Another benefit of a snap-frozen sample is that it can be used for various analyses, from DNA sequencing to proteomics. Several studies have shown that NGS can be used on frozen samples, even though the yield is lower than that of FFPE.

However, it is essential to remember that the quality of a frozen sample depends on how it was prepared. For example, the length of time that the samples were fixed can significantly impact the results. In addition, the freezing and storage process can lead to crosslinks, preventing specific biomolecules from being detected. This is why a trained personnel laboratory must conduct all steps in preparing an FFPE sample.

Cost

FFPE samples are the sample of choice for many clinical investigations that require simultaneous morphological assessment and immunostaining. However, the formaldehyde fixation process introduces significant crosslinking between biomolecules, hindering the integrity of molecular data and making the FFPE sample more challenging to work with.

Furthermore, long DNA fragments and protein phosphorylation states must be better preserved in FFPE samples.

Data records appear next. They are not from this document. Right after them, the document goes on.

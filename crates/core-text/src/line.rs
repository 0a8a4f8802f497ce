//! Line records: control bits, terminator kind and a handle to the text.

use core_pool::PoolBlock;

/// Stable handle to a line inside one [`crate::Ring`].
///
/// The generation is bumped every time a slot is reused, so a handle kept
/// across a deletion resolves to nothing instead of to an unrelated line.
#[derive(Debug, Clone, Copy, PartialEq, Eq, Hash)]
pub struct LineId {
    pub(crate) slot: u32,
    pub(crate) generation: u32,
}

/// Line terminator as found on disk.
#[derive(Debug, Clone, Copy, PartialEq, Eq, Hash, Default)]
pub enum Delimiter {
    /// No terminator. Only valid for the last line of a file.
    None,
    #[default]
    Lf,
    Cr,
    Crlf,
    CrCrlf,
    CrCrCrlf,
    Nul1,
    Nul2,
    Nul3,
    Nul4,
}

impl Delimiter {
    pub const ALL: [Delimiter; 10] = [
        Delimiter::None,
        Delimiter::Lf,
        Delimiter::Cr,
        Delimiter::Crlf,
        Delimiter::CrCrlf,
        Delimiter::CrCrCrlf,
        Delimiter::Nul1,
        Delimiter::Nul2,
        Delimiter::Nul3,
        Delimiter::Nul4,
    ];

    /// Canonical on-disk bytes.
    pub const fn bytes(self) -> &'static [u8] {
        match self {
            Delimiter::None => b"",
            Delimiter::Lf => b"\n",
            Delimiter::Cr => b"\r",
            Delimiter::Crlf => b"\r\n",
            Delimiter::CrCrlf => b"\r\r\n",
            Delimiter::CrCrCrlf => b"\r\r\r\n",
            Delimiter::Nul1 => b"\0",
            Delimiter::Nul2 => b"\0\0",
            Delimiter::Nul3 => b"\0\0\0",
            Delimiter::Nul4 => b"\0\0\0\0",
        }
    }

    /// Terminators that only show up in binary content.
    pub const fn is_binary(self) -> bool {
        !matches!(self, Delimiter::None | Delimiter::Lf | Delimiter::Crlf)
    }

    pub const fn as_str(self) -> &'static str {
        match self {
            Delimiter::None => "none",
            Delimiter::Lf => "lf",
            Delimiter::Cr => "cr",
            Delimiter::Crlf => "crlf",
            Delimiter::CrCrlf => "cr-crlf",
            Delimiter::CrCrCrlf => "cr-cr-crlf",
            Delimiter::Nul1 => "nul1",
            Delimiter::Nul2 => "nul2",
            Delimiter::Nul3 => "nul3",
            Delimiter::Nul4 => "nul4",
        }
    }
}

bitflags::bitflags! {
    #[derive(Debug, Clone, Copy, PartialEq, Eq, Hash, Default)]
    pub struct LineFlags: u8 {
        const READONLY = 0b0000_0001;
        const MARKED   = 0b0000_0010;
        const HIDDEN   = 0b0000_0100;
    }
}

#[derive(Debug)]
pub(crate) enum LineText {
    Empty,
    Pooled { block: PoolBlock, len: usize },
    Static(&'static [u8]),
}

impl LineText {
    pub fn len(&self) -> usize {
        match self {
            LineText::Empty => 0,
            LineText::Pooled { len, .. } => *len,
            LineText::Static(text) => text.len(),
        }
    }
}

#[derive(Debug)]
pub struct Line {
    pub(crate) text: LineText,
    pub(crate) flags: LineFlags,
    pub(crate) delimiter: Delimiter,
    pub(crate) prev: Option<LineId>,
    pub(crate) next: Option<LineId>,
    /// Set while the line sits in an undo slot.
    pub(crate) detached: bool,
}

impl Line {
    pub(crate) fn new(delimiter: Delimiter, flags: LineFlags) -> Self {
        Self {
            text: LineText::Empty,
            flags,
            delimiter,
            prev: None,
            next: None,
            detached: false,
        }
    }

    pub fn len(&self) -> usize {
        self.text.len()
    }

    pub fn is_empty(&self) -> bool {
        self.len() == 0
    }

    pub fn flags(&self) -> LineFlags {
        self.flags
    }

    pub fn is_readonly(&self) -> bool {
        self.flags.contains(LineFlags::READONLY)
    }

    pub fn is_marked(&self) -> bool {
        self.flags.contains(LineFlags::MARKED)
    }

    pub fn is_hidden(&self) -> bool {
        self.flags.contains(LineFlags::HIDDEN)
    }

    pub fn delimiter(&self) -> Delimiter {
        self.delimiter
    }

    pub fn prev(&self) -> Option<LineId> {
        self.prev
    }

    pub fn next(&self) -> Option<LineId> {
        self.next
    }
}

Additionally, the quality of FFPE DNA depends on the extraction method used to obtain nucleic acids from the FFPE tissue sample. 

When evaluating gene expression in FFPE and frozen tissues, frozen tissue is generally preferred due to its immediate preservation and availability in surgical practice. But, this sample type is expensive to collect and requires the availability of a -80°C freezer close to the surgery room, and it may not last as long as FFPE specimens.

Frozen samples also require more advanced laboratory equipment than FFPE tissue, and the need for liquid nitrogen containers and dedicated freezer space is another constraint. Nevertheless, frozen tissue’s faster processing and preservation make it ideal for generating genomic data, mainly using high-throughput methodologies such as next-generation sequencing (NGS).